Say how many of the lines below hold "sidecar", writing the number and nothing more.

**DATASET EXTRACT**
= = = =

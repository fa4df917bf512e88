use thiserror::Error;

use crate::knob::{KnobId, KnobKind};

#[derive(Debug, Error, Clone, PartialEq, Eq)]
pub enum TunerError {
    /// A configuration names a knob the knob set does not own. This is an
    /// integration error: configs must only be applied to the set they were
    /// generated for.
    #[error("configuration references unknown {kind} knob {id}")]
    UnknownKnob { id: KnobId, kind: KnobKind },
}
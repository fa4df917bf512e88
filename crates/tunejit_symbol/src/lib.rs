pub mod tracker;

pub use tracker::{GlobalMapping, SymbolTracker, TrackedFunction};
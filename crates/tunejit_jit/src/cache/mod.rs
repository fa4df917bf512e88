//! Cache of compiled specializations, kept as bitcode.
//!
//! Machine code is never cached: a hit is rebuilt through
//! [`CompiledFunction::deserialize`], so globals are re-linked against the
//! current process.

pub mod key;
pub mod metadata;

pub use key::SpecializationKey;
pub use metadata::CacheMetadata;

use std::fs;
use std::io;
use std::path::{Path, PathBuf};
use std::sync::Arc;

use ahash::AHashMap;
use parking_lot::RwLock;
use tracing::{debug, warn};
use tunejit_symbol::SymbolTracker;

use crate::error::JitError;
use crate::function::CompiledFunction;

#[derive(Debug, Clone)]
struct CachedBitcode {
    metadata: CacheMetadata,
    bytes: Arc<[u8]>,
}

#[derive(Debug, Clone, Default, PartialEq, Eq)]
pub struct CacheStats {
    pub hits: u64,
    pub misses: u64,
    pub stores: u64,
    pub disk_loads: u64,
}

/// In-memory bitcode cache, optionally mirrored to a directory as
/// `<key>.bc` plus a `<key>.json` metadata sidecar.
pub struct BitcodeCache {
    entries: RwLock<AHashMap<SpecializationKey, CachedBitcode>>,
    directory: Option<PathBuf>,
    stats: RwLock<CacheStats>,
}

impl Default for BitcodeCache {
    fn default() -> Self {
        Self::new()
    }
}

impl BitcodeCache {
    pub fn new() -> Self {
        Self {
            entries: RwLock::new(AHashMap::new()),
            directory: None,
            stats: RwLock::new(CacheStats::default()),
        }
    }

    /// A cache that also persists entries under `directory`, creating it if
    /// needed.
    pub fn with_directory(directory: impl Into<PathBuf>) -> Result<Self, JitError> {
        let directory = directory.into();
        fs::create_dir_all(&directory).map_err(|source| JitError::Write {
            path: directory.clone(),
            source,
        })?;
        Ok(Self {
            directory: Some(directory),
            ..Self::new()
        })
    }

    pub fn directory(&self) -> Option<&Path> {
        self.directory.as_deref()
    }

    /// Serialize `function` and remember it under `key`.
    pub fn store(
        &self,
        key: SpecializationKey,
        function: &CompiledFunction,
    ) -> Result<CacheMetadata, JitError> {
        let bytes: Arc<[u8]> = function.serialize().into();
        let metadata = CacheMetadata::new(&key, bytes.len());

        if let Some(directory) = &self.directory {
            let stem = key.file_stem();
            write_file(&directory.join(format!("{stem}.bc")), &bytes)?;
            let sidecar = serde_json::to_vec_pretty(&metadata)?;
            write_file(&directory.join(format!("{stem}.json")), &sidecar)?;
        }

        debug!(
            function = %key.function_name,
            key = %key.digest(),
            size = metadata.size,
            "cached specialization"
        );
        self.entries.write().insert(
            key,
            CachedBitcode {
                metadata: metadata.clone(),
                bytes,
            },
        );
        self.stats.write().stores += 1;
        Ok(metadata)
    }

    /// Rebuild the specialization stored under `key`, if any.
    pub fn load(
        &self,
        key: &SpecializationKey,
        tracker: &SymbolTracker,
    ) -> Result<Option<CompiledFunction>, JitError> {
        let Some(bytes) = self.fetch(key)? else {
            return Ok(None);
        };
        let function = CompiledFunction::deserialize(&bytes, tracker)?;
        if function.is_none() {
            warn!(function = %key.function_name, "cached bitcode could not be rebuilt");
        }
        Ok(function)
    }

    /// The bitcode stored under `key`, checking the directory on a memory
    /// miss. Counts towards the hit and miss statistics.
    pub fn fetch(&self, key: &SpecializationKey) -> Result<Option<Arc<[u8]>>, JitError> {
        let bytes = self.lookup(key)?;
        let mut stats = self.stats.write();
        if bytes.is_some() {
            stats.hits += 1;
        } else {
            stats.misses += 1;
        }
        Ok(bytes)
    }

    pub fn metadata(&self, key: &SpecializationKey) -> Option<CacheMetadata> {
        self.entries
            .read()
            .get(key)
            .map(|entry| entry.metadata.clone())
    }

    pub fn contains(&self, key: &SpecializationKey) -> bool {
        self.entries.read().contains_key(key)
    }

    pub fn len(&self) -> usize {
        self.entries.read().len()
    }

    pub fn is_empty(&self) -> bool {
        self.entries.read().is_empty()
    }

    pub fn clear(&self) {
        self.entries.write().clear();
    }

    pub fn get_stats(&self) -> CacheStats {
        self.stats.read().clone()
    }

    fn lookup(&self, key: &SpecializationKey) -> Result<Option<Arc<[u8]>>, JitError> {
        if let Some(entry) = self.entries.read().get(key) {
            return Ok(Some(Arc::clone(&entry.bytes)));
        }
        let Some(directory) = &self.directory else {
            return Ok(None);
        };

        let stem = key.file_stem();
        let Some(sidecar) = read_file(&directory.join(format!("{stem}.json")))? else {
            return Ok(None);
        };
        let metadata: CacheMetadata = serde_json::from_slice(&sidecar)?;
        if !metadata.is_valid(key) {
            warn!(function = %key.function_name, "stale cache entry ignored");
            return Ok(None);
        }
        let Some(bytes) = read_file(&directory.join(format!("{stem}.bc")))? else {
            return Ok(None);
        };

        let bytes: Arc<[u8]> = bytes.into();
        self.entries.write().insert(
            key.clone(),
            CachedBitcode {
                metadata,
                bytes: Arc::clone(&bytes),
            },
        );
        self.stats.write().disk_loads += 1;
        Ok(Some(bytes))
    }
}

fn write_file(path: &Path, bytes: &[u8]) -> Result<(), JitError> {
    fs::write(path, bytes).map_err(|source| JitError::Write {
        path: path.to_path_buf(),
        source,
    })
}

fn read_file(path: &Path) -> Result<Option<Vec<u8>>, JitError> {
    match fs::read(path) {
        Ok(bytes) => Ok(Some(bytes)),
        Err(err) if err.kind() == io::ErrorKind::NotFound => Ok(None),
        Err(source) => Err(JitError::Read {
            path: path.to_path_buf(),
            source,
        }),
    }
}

= = = =

**YOUR RESPONSE**
5